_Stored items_
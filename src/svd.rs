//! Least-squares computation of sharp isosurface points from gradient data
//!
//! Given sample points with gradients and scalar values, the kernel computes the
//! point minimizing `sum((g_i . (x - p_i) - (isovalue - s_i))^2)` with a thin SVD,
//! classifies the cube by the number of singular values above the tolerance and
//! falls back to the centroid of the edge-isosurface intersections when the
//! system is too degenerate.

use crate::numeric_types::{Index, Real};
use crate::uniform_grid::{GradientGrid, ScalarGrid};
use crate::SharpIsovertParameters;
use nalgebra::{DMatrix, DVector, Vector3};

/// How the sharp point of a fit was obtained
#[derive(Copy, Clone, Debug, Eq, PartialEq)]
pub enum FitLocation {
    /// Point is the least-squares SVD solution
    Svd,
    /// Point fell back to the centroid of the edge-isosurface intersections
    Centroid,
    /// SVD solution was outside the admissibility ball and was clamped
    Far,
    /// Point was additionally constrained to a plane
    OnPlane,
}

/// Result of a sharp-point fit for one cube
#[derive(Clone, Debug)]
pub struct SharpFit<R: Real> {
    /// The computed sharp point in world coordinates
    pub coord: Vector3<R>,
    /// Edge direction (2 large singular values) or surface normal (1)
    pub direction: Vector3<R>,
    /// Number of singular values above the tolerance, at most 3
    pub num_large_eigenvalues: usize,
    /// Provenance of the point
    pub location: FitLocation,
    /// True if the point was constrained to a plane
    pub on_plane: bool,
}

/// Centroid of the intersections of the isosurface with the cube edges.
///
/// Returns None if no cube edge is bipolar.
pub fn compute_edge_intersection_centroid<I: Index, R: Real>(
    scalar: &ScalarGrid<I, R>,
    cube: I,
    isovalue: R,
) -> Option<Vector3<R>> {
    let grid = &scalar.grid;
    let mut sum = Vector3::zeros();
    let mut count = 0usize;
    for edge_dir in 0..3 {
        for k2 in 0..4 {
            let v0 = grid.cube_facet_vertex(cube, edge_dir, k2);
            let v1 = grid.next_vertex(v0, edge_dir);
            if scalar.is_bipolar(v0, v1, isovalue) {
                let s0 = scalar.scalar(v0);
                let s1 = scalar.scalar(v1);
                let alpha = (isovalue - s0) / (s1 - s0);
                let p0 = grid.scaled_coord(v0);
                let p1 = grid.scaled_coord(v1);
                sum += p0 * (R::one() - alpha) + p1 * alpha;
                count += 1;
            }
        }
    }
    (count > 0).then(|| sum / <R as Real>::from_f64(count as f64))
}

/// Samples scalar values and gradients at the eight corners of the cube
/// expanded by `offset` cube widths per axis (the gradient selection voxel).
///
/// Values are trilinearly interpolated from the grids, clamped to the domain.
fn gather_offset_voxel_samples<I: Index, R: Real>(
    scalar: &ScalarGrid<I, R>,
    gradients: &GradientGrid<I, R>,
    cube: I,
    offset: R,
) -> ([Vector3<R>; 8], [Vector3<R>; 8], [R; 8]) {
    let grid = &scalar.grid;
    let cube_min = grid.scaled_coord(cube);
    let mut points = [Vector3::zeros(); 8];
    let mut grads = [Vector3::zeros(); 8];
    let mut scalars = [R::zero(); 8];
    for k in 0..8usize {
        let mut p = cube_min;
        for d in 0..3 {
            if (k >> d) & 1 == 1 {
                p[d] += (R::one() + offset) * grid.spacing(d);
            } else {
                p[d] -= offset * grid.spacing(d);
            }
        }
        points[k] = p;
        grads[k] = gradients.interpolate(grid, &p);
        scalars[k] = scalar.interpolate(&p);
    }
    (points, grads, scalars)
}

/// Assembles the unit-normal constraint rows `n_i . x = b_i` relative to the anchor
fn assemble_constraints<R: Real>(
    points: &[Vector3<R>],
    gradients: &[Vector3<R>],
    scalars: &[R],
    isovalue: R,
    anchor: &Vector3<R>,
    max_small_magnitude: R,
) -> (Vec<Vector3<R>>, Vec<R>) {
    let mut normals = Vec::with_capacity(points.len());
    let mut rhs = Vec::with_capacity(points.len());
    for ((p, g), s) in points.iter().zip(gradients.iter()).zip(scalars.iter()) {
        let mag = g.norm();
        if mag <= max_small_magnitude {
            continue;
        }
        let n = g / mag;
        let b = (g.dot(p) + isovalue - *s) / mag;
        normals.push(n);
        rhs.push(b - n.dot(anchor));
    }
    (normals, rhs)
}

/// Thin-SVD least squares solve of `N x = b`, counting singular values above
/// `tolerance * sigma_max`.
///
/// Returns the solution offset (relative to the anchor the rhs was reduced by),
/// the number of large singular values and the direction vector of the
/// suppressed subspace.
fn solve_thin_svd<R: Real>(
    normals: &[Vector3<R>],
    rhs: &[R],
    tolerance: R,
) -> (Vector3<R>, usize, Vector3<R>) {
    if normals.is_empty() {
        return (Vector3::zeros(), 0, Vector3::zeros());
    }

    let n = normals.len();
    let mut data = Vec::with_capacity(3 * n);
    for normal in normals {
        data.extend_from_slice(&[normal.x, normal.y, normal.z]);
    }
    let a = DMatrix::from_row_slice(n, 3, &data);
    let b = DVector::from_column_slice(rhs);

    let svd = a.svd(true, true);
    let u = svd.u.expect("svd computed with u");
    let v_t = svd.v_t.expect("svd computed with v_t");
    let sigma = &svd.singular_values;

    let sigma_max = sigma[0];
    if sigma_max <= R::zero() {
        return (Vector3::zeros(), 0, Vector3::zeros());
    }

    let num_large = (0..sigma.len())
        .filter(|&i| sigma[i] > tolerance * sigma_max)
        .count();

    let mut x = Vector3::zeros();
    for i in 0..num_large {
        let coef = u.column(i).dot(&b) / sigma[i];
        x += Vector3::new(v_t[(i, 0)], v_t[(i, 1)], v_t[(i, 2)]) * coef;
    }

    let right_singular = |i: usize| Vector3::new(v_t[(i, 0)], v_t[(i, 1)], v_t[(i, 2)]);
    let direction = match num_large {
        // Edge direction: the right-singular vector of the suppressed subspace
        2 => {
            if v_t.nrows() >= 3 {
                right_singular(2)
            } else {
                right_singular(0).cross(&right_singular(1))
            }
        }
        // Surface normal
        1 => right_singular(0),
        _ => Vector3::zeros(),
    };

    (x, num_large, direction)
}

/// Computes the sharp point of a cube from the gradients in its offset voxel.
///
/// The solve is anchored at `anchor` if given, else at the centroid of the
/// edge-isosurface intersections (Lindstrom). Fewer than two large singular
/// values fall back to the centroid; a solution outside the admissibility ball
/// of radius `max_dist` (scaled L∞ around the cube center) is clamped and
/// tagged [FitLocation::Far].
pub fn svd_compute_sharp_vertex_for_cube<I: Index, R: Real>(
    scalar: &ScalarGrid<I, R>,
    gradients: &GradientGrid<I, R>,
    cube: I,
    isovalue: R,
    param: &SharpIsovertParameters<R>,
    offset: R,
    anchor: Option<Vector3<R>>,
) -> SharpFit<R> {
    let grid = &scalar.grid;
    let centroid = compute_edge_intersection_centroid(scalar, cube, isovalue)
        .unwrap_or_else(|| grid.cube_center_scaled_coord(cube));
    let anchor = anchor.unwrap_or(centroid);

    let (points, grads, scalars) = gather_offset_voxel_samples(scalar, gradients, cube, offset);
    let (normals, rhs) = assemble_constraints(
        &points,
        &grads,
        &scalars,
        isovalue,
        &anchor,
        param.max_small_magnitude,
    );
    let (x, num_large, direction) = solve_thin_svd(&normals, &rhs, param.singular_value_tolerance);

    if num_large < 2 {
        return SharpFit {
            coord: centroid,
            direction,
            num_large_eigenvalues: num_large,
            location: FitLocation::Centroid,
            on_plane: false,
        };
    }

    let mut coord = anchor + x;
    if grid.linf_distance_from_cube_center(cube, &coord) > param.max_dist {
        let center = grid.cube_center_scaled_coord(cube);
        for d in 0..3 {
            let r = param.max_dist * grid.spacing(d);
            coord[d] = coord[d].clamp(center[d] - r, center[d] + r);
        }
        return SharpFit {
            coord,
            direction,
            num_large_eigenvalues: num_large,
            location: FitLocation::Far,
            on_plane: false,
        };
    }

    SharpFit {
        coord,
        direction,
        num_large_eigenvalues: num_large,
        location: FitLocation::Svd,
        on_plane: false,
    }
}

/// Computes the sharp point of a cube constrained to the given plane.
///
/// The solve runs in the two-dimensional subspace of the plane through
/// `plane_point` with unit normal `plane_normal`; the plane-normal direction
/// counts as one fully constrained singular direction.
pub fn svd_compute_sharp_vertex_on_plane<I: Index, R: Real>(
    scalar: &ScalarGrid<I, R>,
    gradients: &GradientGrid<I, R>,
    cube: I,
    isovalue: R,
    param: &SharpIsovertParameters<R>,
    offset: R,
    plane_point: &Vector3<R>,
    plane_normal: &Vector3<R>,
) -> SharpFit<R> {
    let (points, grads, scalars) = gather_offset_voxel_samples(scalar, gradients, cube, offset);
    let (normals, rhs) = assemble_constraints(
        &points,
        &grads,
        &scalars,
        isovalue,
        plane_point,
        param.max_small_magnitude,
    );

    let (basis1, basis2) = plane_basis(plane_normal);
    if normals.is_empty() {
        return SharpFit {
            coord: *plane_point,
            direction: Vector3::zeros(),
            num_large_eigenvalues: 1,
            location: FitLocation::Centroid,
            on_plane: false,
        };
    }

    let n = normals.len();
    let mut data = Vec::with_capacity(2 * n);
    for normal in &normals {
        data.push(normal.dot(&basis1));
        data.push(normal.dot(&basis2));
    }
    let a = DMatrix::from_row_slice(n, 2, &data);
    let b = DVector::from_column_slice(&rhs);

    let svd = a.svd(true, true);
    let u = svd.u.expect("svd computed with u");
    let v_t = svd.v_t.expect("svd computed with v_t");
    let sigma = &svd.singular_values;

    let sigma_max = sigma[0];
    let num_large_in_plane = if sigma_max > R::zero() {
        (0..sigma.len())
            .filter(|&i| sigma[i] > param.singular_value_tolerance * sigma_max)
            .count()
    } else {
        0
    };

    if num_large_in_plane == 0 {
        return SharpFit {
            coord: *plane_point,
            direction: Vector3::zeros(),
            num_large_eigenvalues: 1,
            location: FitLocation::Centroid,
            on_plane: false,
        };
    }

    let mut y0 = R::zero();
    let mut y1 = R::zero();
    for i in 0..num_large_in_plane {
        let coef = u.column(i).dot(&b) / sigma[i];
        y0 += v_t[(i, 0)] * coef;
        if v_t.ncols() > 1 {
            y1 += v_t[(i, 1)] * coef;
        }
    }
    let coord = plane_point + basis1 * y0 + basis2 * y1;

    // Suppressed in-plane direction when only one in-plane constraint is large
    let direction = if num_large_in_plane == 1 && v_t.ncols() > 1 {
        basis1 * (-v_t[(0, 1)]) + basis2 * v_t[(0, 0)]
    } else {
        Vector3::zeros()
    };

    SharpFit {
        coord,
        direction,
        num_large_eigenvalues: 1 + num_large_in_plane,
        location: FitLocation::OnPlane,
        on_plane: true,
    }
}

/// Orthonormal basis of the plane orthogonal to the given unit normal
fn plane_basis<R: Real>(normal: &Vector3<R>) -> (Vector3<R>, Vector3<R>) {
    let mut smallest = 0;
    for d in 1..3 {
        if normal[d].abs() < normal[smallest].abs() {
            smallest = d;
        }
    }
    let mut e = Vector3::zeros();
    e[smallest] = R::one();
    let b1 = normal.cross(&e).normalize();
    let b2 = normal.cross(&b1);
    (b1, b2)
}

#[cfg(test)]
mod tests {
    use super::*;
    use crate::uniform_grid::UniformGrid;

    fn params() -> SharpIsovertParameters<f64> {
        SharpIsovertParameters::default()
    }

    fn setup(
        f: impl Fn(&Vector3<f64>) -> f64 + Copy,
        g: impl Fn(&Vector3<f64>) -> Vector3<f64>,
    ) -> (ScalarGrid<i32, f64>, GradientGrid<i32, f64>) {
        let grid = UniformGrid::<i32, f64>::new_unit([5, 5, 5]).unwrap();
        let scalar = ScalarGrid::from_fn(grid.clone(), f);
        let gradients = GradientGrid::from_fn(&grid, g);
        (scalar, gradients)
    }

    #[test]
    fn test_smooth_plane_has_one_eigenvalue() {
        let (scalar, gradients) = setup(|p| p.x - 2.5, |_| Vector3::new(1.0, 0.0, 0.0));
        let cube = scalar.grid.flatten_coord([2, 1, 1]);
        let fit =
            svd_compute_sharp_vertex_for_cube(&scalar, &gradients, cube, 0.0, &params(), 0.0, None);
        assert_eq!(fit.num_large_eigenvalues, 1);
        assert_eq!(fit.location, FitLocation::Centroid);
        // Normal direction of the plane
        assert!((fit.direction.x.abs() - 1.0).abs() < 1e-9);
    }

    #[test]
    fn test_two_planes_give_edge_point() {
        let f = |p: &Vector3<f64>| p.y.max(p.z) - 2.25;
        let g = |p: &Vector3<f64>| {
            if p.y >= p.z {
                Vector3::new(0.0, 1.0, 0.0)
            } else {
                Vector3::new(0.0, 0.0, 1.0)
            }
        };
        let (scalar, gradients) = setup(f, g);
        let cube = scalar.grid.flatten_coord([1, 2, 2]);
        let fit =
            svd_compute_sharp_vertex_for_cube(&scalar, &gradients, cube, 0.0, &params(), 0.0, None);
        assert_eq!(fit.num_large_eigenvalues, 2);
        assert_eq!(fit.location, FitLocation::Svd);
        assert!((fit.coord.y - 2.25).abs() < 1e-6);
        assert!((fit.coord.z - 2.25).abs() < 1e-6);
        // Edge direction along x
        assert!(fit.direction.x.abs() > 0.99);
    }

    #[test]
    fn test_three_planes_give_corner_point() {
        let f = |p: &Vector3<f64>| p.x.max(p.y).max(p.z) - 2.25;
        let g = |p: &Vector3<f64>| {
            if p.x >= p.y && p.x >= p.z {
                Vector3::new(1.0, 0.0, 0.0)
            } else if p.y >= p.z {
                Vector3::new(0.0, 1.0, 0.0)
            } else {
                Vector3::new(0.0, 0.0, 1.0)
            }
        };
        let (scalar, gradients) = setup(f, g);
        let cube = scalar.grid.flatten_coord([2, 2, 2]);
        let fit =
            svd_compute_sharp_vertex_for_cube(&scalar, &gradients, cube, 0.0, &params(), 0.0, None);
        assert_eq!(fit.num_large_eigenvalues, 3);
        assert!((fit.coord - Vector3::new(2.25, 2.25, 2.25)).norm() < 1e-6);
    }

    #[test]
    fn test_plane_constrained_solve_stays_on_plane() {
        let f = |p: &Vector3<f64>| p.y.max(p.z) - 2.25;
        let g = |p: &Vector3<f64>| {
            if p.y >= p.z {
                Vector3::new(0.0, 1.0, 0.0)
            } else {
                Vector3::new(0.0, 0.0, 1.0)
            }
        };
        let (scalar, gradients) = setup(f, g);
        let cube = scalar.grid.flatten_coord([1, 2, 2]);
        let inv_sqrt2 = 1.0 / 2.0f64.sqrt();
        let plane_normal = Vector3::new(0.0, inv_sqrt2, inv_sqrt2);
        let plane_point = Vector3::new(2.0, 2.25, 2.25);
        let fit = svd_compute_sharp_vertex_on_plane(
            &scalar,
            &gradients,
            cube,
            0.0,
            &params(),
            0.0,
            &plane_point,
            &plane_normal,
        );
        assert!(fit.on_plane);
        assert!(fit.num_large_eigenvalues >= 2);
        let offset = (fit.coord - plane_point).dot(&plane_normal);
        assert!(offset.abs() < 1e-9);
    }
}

...

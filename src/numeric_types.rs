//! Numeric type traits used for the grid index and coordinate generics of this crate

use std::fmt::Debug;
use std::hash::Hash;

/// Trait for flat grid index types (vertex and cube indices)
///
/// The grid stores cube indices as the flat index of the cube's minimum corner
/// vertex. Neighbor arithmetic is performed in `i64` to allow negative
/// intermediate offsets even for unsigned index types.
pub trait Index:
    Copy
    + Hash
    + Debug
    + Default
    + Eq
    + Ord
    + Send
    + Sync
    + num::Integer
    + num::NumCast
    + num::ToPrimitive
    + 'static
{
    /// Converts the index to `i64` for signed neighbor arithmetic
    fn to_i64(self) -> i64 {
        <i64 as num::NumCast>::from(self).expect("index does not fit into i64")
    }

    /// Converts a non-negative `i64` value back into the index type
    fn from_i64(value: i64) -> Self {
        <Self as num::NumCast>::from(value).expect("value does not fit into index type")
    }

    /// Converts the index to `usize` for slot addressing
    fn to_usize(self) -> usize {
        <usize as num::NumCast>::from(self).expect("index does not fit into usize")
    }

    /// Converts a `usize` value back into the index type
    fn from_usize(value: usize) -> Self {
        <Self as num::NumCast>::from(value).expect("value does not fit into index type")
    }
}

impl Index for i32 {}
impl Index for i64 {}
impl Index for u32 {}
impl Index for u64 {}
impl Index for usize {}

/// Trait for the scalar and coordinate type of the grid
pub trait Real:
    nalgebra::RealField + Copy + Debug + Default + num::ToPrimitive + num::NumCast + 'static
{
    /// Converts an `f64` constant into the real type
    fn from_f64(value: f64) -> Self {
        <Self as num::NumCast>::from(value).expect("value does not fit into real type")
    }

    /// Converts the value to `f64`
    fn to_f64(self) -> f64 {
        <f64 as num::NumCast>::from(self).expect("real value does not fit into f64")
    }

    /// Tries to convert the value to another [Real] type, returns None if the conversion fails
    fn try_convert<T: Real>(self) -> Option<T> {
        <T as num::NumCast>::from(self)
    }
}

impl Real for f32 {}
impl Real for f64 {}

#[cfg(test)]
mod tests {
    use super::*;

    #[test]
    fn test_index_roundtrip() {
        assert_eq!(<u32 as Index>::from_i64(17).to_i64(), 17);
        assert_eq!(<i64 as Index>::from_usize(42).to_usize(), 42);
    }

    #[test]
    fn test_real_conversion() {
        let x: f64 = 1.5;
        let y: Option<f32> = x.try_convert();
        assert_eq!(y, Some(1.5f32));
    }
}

...

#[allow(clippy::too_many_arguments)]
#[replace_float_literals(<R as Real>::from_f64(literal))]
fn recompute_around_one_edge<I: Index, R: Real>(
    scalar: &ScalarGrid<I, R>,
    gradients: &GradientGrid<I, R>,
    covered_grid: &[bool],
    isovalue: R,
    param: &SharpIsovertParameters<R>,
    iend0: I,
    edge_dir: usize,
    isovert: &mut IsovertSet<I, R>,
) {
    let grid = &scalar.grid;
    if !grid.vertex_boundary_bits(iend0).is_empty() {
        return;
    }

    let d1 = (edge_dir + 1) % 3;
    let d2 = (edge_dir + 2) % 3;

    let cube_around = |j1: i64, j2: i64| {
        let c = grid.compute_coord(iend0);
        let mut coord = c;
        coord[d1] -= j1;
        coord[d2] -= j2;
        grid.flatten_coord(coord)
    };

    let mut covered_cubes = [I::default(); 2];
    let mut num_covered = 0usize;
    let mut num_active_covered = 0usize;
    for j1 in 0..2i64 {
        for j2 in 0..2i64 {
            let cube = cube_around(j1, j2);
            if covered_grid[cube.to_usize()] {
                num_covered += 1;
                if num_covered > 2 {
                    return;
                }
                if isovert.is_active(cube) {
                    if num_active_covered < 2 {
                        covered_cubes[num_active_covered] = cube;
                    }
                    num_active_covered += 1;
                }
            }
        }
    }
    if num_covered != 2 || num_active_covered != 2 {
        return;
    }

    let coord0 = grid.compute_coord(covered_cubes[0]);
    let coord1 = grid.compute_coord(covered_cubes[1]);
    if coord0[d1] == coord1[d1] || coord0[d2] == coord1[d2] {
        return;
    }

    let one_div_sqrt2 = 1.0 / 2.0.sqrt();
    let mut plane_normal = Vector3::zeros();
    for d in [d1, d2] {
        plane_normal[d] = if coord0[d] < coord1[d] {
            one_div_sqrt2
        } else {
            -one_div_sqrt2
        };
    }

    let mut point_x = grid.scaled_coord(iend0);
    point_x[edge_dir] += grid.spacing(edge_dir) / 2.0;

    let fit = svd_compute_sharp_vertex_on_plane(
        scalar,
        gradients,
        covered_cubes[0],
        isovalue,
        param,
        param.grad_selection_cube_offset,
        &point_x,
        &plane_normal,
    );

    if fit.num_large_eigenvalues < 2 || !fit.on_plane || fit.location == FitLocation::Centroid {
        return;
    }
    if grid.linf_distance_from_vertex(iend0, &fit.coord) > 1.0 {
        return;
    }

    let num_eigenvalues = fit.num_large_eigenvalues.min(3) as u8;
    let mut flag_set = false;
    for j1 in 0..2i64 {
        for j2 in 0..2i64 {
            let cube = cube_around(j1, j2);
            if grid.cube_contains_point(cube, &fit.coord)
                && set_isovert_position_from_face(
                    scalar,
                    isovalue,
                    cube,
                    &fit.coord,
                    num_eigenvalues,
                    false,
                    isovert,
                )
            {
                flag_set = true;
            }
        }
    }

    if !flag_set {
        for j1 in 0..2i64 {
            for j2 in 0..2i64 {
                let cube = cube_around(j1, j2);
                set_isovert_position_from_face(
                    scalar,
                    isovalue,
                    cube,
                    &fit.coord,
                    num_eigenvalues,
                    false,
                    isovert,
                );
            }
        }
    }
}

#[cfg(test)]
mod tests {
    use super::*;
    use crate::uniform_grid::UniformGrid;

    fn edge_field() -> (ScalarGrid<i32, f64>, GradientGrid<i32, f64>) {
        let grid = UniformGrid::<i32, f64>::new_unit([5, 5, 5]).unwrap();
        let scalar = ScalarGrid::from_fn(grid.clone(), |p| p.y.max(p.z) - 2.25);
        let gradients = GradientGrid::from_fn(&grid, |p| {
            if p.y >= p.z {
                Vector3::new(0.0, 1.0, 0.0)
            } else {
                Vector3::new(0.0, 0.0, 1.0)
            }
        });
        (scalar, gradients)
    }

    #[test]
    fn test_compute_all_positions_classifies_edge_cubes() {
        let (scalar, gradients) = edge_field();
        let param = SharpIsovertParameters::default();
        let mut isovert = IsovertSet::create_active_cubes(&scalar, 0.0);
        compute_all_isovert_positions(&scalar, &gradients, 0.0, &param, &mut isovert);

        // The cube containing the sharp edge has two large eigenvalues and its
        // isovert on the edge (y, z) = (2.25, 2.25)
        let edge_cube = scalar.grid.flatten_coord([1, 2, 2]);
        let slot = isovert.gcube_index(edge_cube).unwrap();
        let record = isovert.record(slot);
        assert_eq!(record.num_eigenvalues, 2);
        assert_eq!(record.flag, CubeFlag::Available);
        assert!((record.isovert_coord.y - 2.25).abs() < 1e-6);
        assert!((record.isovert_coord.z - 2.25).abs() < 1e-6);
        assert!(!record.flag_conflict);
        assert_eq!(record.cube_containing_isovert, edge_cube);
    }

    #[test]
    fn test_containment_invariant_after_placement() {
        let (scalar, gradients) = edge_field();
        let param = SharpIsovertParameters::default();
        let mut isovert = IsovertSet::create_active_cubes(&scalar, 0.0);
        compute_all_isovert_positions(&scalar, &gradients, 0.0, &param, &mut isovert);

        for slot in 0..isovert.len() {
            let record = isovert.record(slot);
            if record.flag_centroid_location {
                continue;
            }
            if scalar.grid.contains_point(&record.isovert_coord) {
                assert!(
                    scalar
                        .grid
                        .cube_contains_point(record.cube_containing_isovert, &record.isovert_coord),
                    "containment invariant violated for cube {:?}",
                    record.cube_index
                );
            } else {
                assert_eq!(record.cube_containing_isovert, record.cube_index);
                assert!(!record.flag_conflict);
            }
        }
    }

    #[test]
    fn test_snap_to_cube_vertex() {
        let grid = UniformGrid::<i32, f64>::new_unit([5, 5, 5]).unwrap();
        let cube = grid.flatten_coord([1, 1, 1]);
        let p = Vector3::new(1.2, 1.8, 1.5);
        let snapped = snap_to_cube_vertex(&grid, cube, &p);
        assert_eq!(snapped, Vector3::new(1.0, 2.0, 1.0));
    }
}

_THE TASK_
For every line in the data above that has the string "coef", return that line.

_WRITTEN ANSWER_
        let coef = u.column(i).dot(&b) / sigma[i];
        x += Vector3::new(v_t[(i, 0)], v_t[(i, 1)], v_t[(i, 2)]) * coef;
        let coef = u.column(i).dot(&b) / sigma[i];
        y0 += v_t[(i, 0)] * coef;
            y1 += v_t[(i, 1)] * coef;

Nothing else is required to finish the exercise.